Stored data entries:
##########
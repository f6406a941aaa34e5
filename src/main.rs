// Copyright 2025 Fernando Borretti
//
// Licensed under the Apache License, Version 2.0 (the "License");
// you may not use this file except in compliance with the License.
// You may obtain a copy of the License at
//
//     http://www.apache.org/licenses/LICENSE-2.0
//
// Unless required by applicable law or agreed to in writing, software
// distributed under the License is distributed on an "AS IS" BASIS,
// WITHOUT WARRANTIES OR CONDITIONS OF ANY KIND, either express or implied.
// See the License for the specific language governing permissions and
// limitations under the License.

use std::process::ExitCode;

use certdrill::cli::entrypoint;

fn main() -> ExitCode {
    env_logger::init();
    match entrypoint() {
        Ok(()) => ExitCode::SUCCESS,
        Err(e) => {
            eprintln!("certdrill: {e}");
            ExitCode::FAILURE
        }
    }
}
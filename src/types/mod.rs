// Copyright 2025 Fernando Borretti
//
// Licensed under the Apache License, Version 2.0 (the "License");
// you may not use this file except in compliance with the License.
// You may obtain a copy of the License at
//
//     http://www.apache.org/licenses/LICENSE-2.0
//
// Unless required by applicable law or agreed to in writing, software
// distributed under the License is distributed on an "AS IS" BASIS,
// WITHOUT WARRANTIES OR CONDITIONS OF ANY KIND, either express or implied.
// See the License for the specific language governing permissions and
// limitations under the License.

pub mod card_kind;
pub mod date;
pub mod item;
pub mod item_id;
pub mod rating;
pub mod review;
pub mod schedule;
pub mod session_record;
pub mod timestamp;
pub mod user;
##########
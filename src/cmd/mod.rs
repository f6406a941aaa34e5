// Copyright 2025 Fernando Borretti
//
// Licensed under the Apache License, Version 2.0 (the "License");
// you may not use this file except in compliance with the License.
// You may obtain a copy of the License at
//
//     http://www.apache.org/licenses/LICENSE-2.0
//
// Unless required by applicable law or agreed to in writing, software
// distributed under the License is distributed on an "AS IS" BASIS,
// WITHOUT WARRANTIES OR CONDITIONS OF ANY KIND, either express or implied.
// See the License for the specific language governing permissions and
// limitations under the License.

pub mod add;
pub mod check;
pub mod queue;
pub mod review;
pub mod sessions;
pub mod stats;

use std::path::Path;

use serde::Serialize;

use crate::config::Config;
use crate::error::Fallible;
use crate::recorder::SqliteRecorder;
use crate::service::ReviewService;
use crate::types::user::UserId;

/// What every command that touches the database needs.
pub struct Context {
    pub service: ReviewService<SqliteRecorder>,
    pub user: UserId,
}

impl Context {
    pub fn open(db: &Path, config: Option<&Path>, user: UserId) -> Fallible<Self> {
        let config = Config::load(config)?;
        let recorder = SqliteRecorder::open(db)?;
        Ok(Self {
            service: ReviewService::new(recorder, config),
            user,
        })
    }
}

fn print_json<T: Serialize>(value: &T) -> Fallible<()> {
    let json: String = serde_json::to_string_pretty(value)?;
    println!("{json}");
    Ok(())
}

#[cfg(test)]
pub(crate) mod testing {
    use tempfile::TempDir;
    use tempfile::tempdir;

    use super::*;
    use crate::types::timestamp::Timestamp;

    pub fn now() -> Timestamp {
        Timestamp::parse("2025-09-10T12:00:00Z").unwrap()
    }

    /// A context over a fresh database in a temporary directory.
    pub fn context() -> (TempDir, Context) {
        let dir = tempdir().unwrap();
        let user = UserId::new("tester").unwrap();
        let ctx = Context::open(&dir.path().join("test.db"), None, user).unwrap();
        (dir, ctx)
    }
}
##########
* **ACTIVITY**
Give the number of lines in the records that contain the word "UserId", and write nothing else.

* **WRITTEN ANSWER**
4